Ma Lucia è impietrita, non riesce nemmeno a piangere, figurarsi a fare altro che tenersi con tutta la forza che le piccole manine le consentivano, alla ringhiera del terrazzo. La madre, la più vicina a lei si precipita fuori per riportarla all’interno in salvo, ma è troppo tardi: il terrazzo si stacca dall’abitazione e madre e figlia abbracciate precipitano 3 metri e mezzo in basso, in giardino. Si guardano, sono entrambe sanguinanti. Non sentono dolore ma probabilmente si sono rotte qualcosa tutte e due perchè non riescono a muoversi.
Poi un rumore, è la casa che crolla su sè stessa, si accartoccia e si sgretola, come se invece che di solidi mattoni, fosse stata costruita in cartapesta. Lucia e sua madre si sono salvate grazie alla stupida imperizia della bambina. Il padre e il fratello no. La loro tomba è stata la loro casa.
Ma Lucia e sua madre non hanno più sorriso. Oggi Lucia ha quasi cinquanta anni, la madre quasi ottanta. Ma nei loro occhi c’è sempre quel maledetto 6 maggio 1976. Quel maledetto monte San Simeone che decise di tremare e seppellire mille dei suoi figli. Novecentottantanove furono le vittime di quel minuto di terremoto. Diciottomila le case completamente distrutte. Settantacinquemila quelle danneggiate. Quarantacinque i comuni rasi al suolo. Novantadue quelli tra gravemente danneggiati e danneggiati. Tutto in un minuto.

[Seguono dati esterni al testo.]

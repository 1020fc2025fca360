use serde::{Deserialize, Serialize};

use crate::domain::PatientId;

#[derive(Debug, Clone, PartialEq, Eq, Serialize, Deserialize)]
#[serde(rename_all = "camelCase")]
pub struct LinkPatientRequest {
    pub patient_id: PatientId,
}

#[derive(Debug, Clone, Serialize, Deserialize)]
pub struct SearchQuery {
    pub query: String,
}

/// Acknowledgement for add/remove. The service only promises a JSON object;
/// `message` is kept when it sends one.
#[derive(Debug, Clone, Default, PartialEq, Eq, Serialize, Deserialize)]
pub struct Ack {
    #[serde(default, skip_serializing_if = "Option::is_none")]
    pub message: Option<String>,
}

impl Ack {
    pub fn from_value(value: &serde_json::Value) -> Self {
        Self {
            message: value
                .get("message")
                .and_then(serde_json::Value::as_str)
                .map(str::to_string),
        }
    }
}
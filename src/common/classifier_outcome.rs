use serde::{Deserialize, Serialize};
use crate::common::DamageLabel;
use crate::data::LabelThreshold;

/// Labels flagged by the multi-label classifier, kept in classifier output order
/// without duplicates. Serialized as a plain list of labels.
#[derive(Debug, Default, Clone, PartialEq, Eq, Serialize, Deserialize)]
#[serde(from = "Vec<DamageLabel>", into = "Vec<DamageLabel>")]
pub struct ClassifierOutcome {
    labels: Vec<DamageLabel>,
}

impl ClassifierOutcome {
    pub fn new(labels: &[DamageLabel]) -> Self {
        let labels = DamageLabel::ALL
            .into_iter()
            .filter(|l| labels.contains(l))
            .collect();
        Self { labels }
    }

    /// Thresholds one continuous score per label. `scores` must be in
    /// [`DamageLabel::ALL`] order; each label is flagged when its score is
    /// strictly above its own threshold.
    pub fn from_scores(scores: &[f32], thresholds: &[LabelThreshold]) -> anyhow::Result<Self> {
        if scores.len() != DamageLabel::ALL.len() {
            anyhow::bail!(
                "Classifier returned {} scores, expected {} ({})",
                scores.len(),
                DamageLabel::ALL.len(),
                DamageLabel::all_damage_labels().join(", ")
            );
        }

        let mut labels = Vec::new();
        for label in DamageLabel::ALL {
            let threshold = thresholds
                .iter()
                .find(|t| t.label == label)
                .copied()
                .unwrap_or_else(|| LabelThreshold::default_for(label));

            if threshold.check_score(scores[label.index()]) {
                labels.push(label);
            }
        }

        Ok(Self { labels })
    }

    pub fn labels(&self) -> &[DamageLabel] {
        &self.labels
    }

    pub fn contains(&self, label: DamageLabel) -> bool {
        self.labels.contains(&label)
    }

    pub fn is_empty(&self) -> bool {
        self.labels.is_empty()
    }

    pub fn len(&self) -> usize {
        self.labels.len()
    }
}

impl From<Vec<DamageLabel>> for ClassifierOutcome {
    fn from(labels: Vec<DamageLabel>) -> Self {
        Self::new(&labels)
    }
}

impl From<ClassifierOutcome> for Vec<DamageLabel> {
    fn from(outcome: ClassifierOutcome) -> Self {
        outcome.labels
    }
}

Ma il popolo friulano reagì immediatamente. Da tutta la regione giunsero le offerte di ospitalità ai senzatetto. Da tutta la regione partirono volontari per scavare, sgomberare le macerie e cercare superstiti, erano tanti i volontari al punto che il Presidente della Regione, il democristiano Antonio Comelli, disse a tutti di non andare ad aiutare, che c’era abbastanza gente, dato che la disorganizzazione avrebbe potuto essere controproducente.
Arrivò l’esercito italiano, arrivarono i genieri dell’esercito austriaco e in pochi giorni le macerie furono liberate. Poi, sei giorni dopo il sisma, nonostante il paesaggio sembrasse una città della seconda guerra mondiale dopo il passaggio dei bombardieri americani, il presidente della Regione dette un ordine: “Prima si devono ricostruire le fabbriche, poi le case e infine le chiese”.
Sì prima le fabbriche, prima si sarebbe ritornati a lavorare, anche vivendo in tenda, prima sarebbe tornata la normalità. Oggi sembrerebbe follia, oggi sembrerebbe un ordine assurdo. Ma quello era il Friuli del 1976.